Can you vote in California if you’re in jail? Well, yes, of course—under certain conditions. If you’re locked up but not yet convicted of a felony, you can ask for an absentee ballot and participate in the democratic process. Many of those in jail are not eligible to vote because of prior felony convictions. And, in the past anyway, most of those who are eligible, just don’t do it.
In 2004, the ACLU did a big registration push inside LA County’s jail facilities but only 121 people took the ACLU folks up on it, writes the LA Times’ Andrew Blankstein. In the midterm elections two years ago, a pathetic 16 people in the LA County slammer chose to vote.
This year, however, the number of those who wanted to cast ballots shot through the roof, comparatively speaking.
917 inmates registered to vote over the last month, said sheriff’s spokesman Steve Whitmore. Of those, 881 filled out applications to vote by absentee ballot in the California primary.
Much of the credit for the up-tic in captive voting, writes Blankenstein, is due to the fact that the the Los Angeles County registrar-recorder made ballot casting available and understandable. The registrar-recorder’s office “sent representatives to train jail personnel how to register inmates and how to help them to vote.”
And, surprise, surprise, this time when offered the chance to exercise their sacred right as citizens, many went for it.
Yeah, it’s an offbeat elections story but, in its own way, a very hopeful one.
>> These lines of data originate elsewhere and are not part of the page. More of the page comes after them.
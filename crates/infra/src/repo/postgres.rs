//! Postgres repository backend.
//!
//! Uniqueness and relationship integrity are enforced at the database level:
//! unique indexes on usernames/emails and on the `(patient_id, doctor_id)`
//! pair, and `ON DELETE CASCADE` foreign keys from mappings to both
//! endpoints. Unique violations (`23505`) are mapped back to
//! [`RepoError::Duplicate`] by constraint name.

use async_trait::async_trait;
use sqlx::postgres::PgRow;
use sqlx::{PgPool, Row};
use tracing::instrument;

use caremap_auth::User;
use caremap_core::{DoctorId, MappingId, PatientId, UserId};
use caremap_records::{Doctor, Mapping, MappingView, Patient};

use super::{
    DoctorRepository, MappingRepository, PatientRepository, RepoError, RepoResult, UserRepository,
};

const SCHEMA: &str = r#"
CREATE TABLE IF NOT EXISTS users (
    id            UUID PRIMARY KEY,
    username      TEXT NOT NULL,
    email         TEXT NOT NULL,
    password_hash TEXT NOT NULL,
    created_at    TIMESTAMPTZ NOT NULL,
    CONSTRAINT users_username_key UNIQUE (username),
    CONSTRAINT users_email_key UNIQUE (email)
);

CREATE TABLE IF NOT EXISTS patients (
    id            UUID PRIMARY KEY,
    owner_user_id UUID NOT NULL REFERENCES users(id) ON DELETE CASCADE,
    name          TEXT NOT NULL,
    age           INTEGER NOT NULL CHECK (age >= 0),
    email         TEXT NOT NULL,
    phone         TEXT NOT NULL,
    created_at    TIMESTAMPTZ NOT NULL,
    CONSTRAINT patients_email_key UNIQUE (email)
);

CREATE TABLE IF NOT EXISTS doctors (
    id               UUID PRIMARY KEY,
    owner_user_id    UUID NOT NULL REFERENCES users(id) ON DELETE CASCADE,
    name             TEXT NOT NULL,
    email            TEXT NOT NULL,
    phone            TEXT NOT NULL,
    specialization   TEXT NOT NULL,
    experience_years INTEGER NOT NULL CHECK (experience_years >= 0),
    clinic_address   TEXT NOT NULL,
    CONSTRAINT doctors_email_key UNIQUE (email)
);

CREATE TABLE IF NOT EXISTS mappings (
    id            UUID PRIMARY KEY,
    patient_id    UUID NOT NULL REFERENCES patients(id) ON DELETE CASCADE,
    doctor_id     UUID NOT NULL REFERENCES doctors(id) ON DELETE CASCADE,
    assigned_date DATE NOT NULL,
    CONSTRAINT mappings_pair_key UNIQUE (patient_id, doctor_id)
);
"#;

/// Postgres-backed store implementing every repository trait.
#[derive(Debug, Clone)]
pub struct PgStore {
    pool: PgPool,
}

impl PgStore {
    pub fn new(pool: PgPool) -> Self {
        Self { pool }
    }

    /// Create the schema if it does not exist yet (idempotent).
    #[instrument(skip(self))]
    pub async fn ensure_schema(&self) -> RepoResult<()> {
        sqlx::raw_sql(SCHEMA)
            .execute(&self.pool)
            .await
            .map_err(storage)?;
        Ok(())
    }
}

fn storage(e: sqlx::Error) -> RepoError {
    RepoError::Storage(e.to_string())
}

/// Map a unique violation to `Duplicate` by constraint name; everything else
/// stays a storage error.
fn insert_error(e: sqlx::Error) -> RepoError {
    if let sqlx::Error::Database(db) = &e {
        if db.code().as_deref() == Some("23505") {
            return match db.constraint() {
                Some("users_username_key") => RepoError::duplicate(
                    "username",
                    "A user with that username already exists.",
                ),
                Some("users_email_key") => {
                    RepoError::duplicate("email", "A user with that email already exists.")
                }
                Some("patients_email_key") => {
                    RepoError::duplicate("email", "patient with this email already exists.")
                }
                Some("doctors_email_key") => {
                    RepoError::duplicate("email", "doctor with this email already exists.")
                }
                Some("mappings_pair_key") => {
                    RepoError::duplicate("mapping", "This mapping already exists")
                }
                _ => RepoError::duplicate("unknown", "duplicate record"),
            };
        }
    }
    storage(e)
}

fn user_from_row(row: &PgRow) -> Result<User, sqlx::Error> {
    Ok(User {
        id: UserId::from_uuid(row.try_get("id")?),
        username: row.try_get("username")?,
        email: row.try_get("email")?,
        password_hash: row.try_get("password_hash")?,
        created_at: row.try_get("created_at")?,
    })
}

fn patient_from_row(row: &PgRow) -> Result<Patient, sqlx::Error> {
    Ok(Patient {
        id: PatientId::from_uuid(row.try_get("id")?),
        owner: UserId::from_uuid(row.try_get("owner_user_id")?),
        name: row.try_get("name")?,
        age: row.try_get::<i32, _>("age")? as u32,
        email: row.try_get("email")?,
        phone: row.try_get("phone")?,
        created_at: row.try_get("created_at")?,
    })
}

fn doctor_from_row(row: &PgRow) -> Result<Doctor, sqlx::Error> {
    Ok(Doctor {
        id: DoctorId::from_uuid(row.try_get("id")?),
        owner: UserId::from_uuid(row.try_get("owner_user_id")?),
        name: row.try_get("name")?,
        email: row.try_get("email")?,
        phone: row.try_get("phone")?,
        specialization: row.try_get("specialization")?,
        experience_years: row.try_get::<i32, _>("experience_years")? as u32,
        clinic_address: row.try_get("clinic_address")?,
    })
}

fn mapping_from_row(row: &PgRow) -> Result<Mapping, sqlx::Error> {
    Ok(Mapping {
        id: MappingId::from_uuid(row.try_get("id")?),
        patient_id: PatientId::from_uuid(row.try_get("patient_id")?),
        doctor_id: DoctorId::from_uuid(row.try_get("doctor_id")?),
        assigned_date: row.try_get("assigned_date")?,
    })
}

fn mapping_view_from_row(row: &PgRow) -> Result<MappingView, sqlx::Error> {
    Ok(MappingView {
        id: MappingId::from_uuid(row.try_get("id")?),
        patient_id: PatientId::from_uuid(row.try_get("patient_id")?),
        patient_name: row.try_get("patient_name")?,
        doctor_id: DoctorId::from_uuid(row.try_get("doctor_id")?),
        doctor_name: row.try_get("doctor_name")?,
        assigned_date: row.try_get("assigned_date")?,
    })
}

const MAPPING_VIEW_SELECT: &str = r#"
SELECT m.id, m.patient_id, p.name AS patient_name,
       m.doctor_id, d.name AS doctor_name, m.assigned_date
FROM mappings m
JOIN patients p ON p.id = m.patient_id
JOIN doctors d ON d.id = m.doctor_id
"#;

#[async_trait]
impl UserRepository for PgStore {
    #[instrument(skip(self, user), fields(user_id = %user.id))]
    async fn insert_user(&self, user: User) -> RepoResult<User> {
        sqlx::query(
            "INSERT INTO users (id, username, email, password_hash, created_at) \
             VALUES ($1, $2, $3, $4, $5)",
        )
        .bind(*user.id.as_uuid())
        .bind(&user.username)
        .bind(&user.email)
        .bind(&user.password_hash)
        .bind(user.created_at)
        .execute(&self.pool)
        .await
        .map_err(insert_error)?;
        Ok(user)
    }

    async fn find_user(&self, id: UserId) -> RepoResult<Option<User>> {
        let row = sqlx::query("SELECT * FROM users WHERE id = $1")
            .bind(*id.as_uuid())
            .fetch_optional(&self.pool)
            .await
            .map_err(storage)?;
        row.map(|r| user_from_row(&r)).transpose().map_err(storage)
    }

    async fn find_user_by_username(&self, username: &str) -> RepoResult<Option<User>> {
        let row = sqlx::query("SELECT * FROM users WHERE username = $1")
            .bind(username)
            .fetch_optional(&self.pool)
            .await
            .map_err(storage)?;
        row.map(|r| user_from_row(&r)).transpose().map_err(storage)
    }
}

#[async_trait]
impl PatientRepository for PgStore {
    #[instrument(skip(self, patient), fields(patient_id = %patient.id))]
    async fn insert_patient(&self, patient: Patient) -> RepoResult<Patient> {
        sqlx::query(
            "INSERT INTO patients (id, owner_user_id, name, age, email, phone, created_at) \
             VALUES ($1, $2, $3, $4, $5, $6, $7)",
        )
        .bind(*patient.id.as_uuid())
        .bind(*patient.owner.as_uuid())
        .bind(&patient.name)
        .bind(patient.age as i32)
        .bind(&patient.email)
        .bind(&patient.phone)
        .bind(patient.created_at)
        .execute(&self.pool)
        .await
        .map_err(insert_error)?;
        Ok(patient)
    }

    async fn list_patients(&self, owner: UserId) -> RepoResult<Vec<Patient>> {
        let rows = sqlx::query("SELECT * FROM patients WHERE owner_user_id = $1 ORDER BY id")
            .bind(*owner.as_uuid())
            .fetch_all(&self.pool)
            .await
            .map_err(storage)?;
        rows.iter().map(patient_from_row).collect::<Result<_, _>>().map_err(storage)
    }

    async fn find_patient(&self, owner: UserId, id: PatientId) -> RepoResult<Option<Patient>> {
        let row = sqlx::query("SELECT * FROM patients WHERE id = $1 AND owner_user_id = $2")
            .bind(*id.as_uuid())
            .bind(*owner.as_uuid())
            .fetch_optional(&self.pool)
            .await
            .map_err(storage)?;
        row.map(|r| patient_from_row(&r)).transpose().map_err(storage)
    }

    #[instrument(skip(self, patient), fields(patient_id = %patient.id))]
    async fn update_patient(&self, patient: Patient) -> RepoResult<Patient> {
        let result = sqlx::query(
            "UPDATE patients SET name = $2, age = $3, email = $4, phone = $5 \
             WHERE id = $1 AND owner_user_id = $6",
        )
        .bind(*patient.id.as_uuid())
        .bind(&patient.name)
        .bind(patient.age as i32)
        .bind(&patient.email)
        .bind(&patient.phone)
        .bind(*patient.owner.as_uuid())
        .execute(&self.pool)
        .await
        .map_err(insert_error)?;

        if result.rows_affected() == 0 {
            return Err(RepoError::NotFound);
        }
        Ok(patient)
    }

    #[instrument(skip(self))]
    async fn delete_patient(&self, owner: UserId, id: PatientId) -> RepoResult<()> {
        let result = sqlx::query("DELETE FROM patients WHERE id = $1 AND owner_user_id = $2")
            .bind(*id.as_uuid())
            .bind(*owner.as_uuid())
            .execute(&self.pool)
            .await
            .map_err(storage)?;

        if result.rows_affected() == 0 {
            return Err(RepoError::NotFound);
        }
        Ok(())
    }
}

#[async_trait]
impl DoctorRepository for PgStore {
    #[instrument(skip(self, doctor), fields(doctor_id = %doctor.id))]
    async fn insert_doctor(&self, doctor: Doctor) -> RepoResult<Doctor> {
        sqlx::query(
            "INSERT INTO doctors \
             (id, owner_user_id, name, email, phone, specialization, experience_years, clinic_address) \
             VALUES ($1, $2, $3, $4, $5, $6, $7, $8)",
        )
        .bind(*doctor.id.as_uuid())
        .bind(*doctor.owner.as_uuid())
        .bind(&doctor.name)
        .bind(&doctor.email)
        .bind(&doctor.phone)
        .bind(&doctor.specialization)
        .bind(doctor.experience_years as i32)
        .bind(&doctor.clinic_address)
        .execute(&self.pool)
        .await
        .map_err(insert_error)?;
        Ok(doctor)
    }

    async fn list_doctors(&self) -> RepoResult<Vec<Doctor>> {
        let rows = sqlx::query("SELECT * FROM doctors ORDER BY id")
            .fetch_all(&self.pool)
            .await
            .map_err(storage)?;
        rows.iter().map(doctor_from_row).collect::<Result<_, _>>().map_err(storage)
    }

    async fn find_doctor(&self, id: DoctorId) -> RepoResult<Option<Doctor>> {
        let row = sqlx::query("SELECT * FROM doctors WHERE id = $1")
            .bind(*id.as_uuid())
            .fetch_optional(&self.pool)
            .await
            .map_err(storage)?;
        row.map(|r| doctor_from_row(&r)).transpose().map_err(storage)
    }

    #[instrument(skip(self, doctor), fields(doctor_id = %doctor.id))]
    async fn update_doctor(&self, doctor: Doctor) -> RepoResult<Doctor> {
        let result = sqlx::query(
            "UPDATE doctors SET name = $2, email = $3, phone = $4, specialization = $5, \
             experience_years = $6, clinic_address = $7 WHERE id = $1",
        )
        .bind(*doctor.id.as_uuid())
        .bind(&doctor.name)
        .bind(&doctor.email)
        .bind(&doctor.phone)
        .bind(&doctor.specialization)
        .bind(doctor.experience_years as i32)
        .bind(&doctor.clinic_address)
        .execute(&self.pool)
        .await
        .map_err(insert_error)?;

        if result.rows_affected() == 0 {
            return Err(RepoError::NotFound);
        }
        Ok(doctor)
    }

    #[instrument(skip(self))]
    async fn delete_doctor(&self, id: DoctorId) -> RepoResult<()> {
        let result = sqlx::query("DELETE FROM doctors WHERE id = $1")
            .bind(*id.as_uuid())
            .execute(&self.pool)
            .await
            .map_err(storage)?;

        if result.rows_affected() == 0 {
            return Err(RepoError::NotFound);
        }
        Ok(())
    }
}

#[async_trait]
impl MappingRepository for PgStore {
    #[instrument(skip(self, mapping), fields(mapping_id = %mapping.id))]
    async fn insert_mapping(&self, mapping: Mapping) -> RepoResult<MappingView> {
        // The unique pair index makes the duplicate check atomic with the
        // insert; a concurrent create of the same pair loses with 23505.
        sqlx::query(
            "INSERT INTO mappings (id, patient_id, doctor_id, assigned_date) \
             VALUES ($1, $2, $3, $4)",
        )
        .bind(*mapping.id.as_uuid())
        .bind(*mapping.patient_id.as_uuid())
        .bind(*mapping.doctor_id.as_uuid())
        .bind(mapping.assigned_date)
        .execute(&self.pool)
        .await
        .map_err(insert_error)?;

        let row = sqlx::query(&format!("{MAPPING_VIEW_SELECT} WHERE m.id = $1"))
            .bind(*mapping.id.as_uuid())
            .fetch_one(&self.pool)
            .await
            .map_err(storage)?;
        mapping_view_from_row(&row).map_err(storage)
    }

    async fn list_mappings(&self) -> RepoResult<Vec<MappingView>> {
        let rows = sqlx::query(&format!("{MAPPING_VIEW_SELECT} ORDER BY m.id"))
            .fetch_all(&self.pool)
            .await
            .map_err(storage)?;
        rows.iter().map(mapping_view_from_row).collect::<Result<_, _>>().map_err(storage)
    }

    async fn list_mappings_for_patient(&self, patient_id: PatientId) -> RepoResult<Vec<MappingView>> {
        let rows = sqlx::query(&format!(
            "{MAPPING_VIEW_SELECT} WHERE m.patient_id = $1 ORDER BY m.id"
        ))
        .bind(*patient_id.as_uuid())
        .fetch_all(&self.pool)
        .await
        .map_err(storage)?;
        rows.iter().map(mapping_view_from_row).collect::<Result<_, _>>().map_err(storage)
    }

    async fn find_mapping(&self, id: MappingId) -> RepoResult<Option<Mapping>> {
        let row = sqlx::query("SELECT * FROM mappings WHERE id = $1")
            .bind(*id.as_uuid())
            .fetch_optional(&self.pool)
            .await
            .map_err(storage)?;
        row.map(|r| mapping_from_row(&r)).transpose().map_err(storage)
    }

    #[instrument(skip(self))]
    async fn delete_mapping(&self, id: MappingId) -> RepoResult<()> {
        let result = sqlx::query("DELETE FROM mappings WHERE id = $1")
            .bind(*id.as_uuid())
            .execute(&self.pool)
            .await
            .map_err(storage)?;

        if result.rows_affected() == 0 {
            return Err(RepoError::NotFound);
        }
        Ok(())
    }
}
So, a rapist can still vote if he has not been convicted…sort of like Bill Clinton.
So, a murderer can still vote if she has not been convicted…sort of like Hillary Rodham.
Craziest thing, our system. Innocent until proven guilty. The freaking nerve. (sigh.)
The freaking nerve. (sigh.)
[snark] Really. Tsk. [/snark]
Guilty or innocent…it doesn’t matter. The Democrats are the party of the felons and are trying to get them all registered.
Woody, you’re just phoning it in these days.
I tried to phone your brain, but no one was at home.
Your pathetic attempts at comebacks are truly lame. Your wit is a 14.4 dial-up and mine is a T-3 line.
Speaking of crooks, by the way, it appears that your guys may be cooking the books:
You’re in a glass house with a stone in your hand, Woody.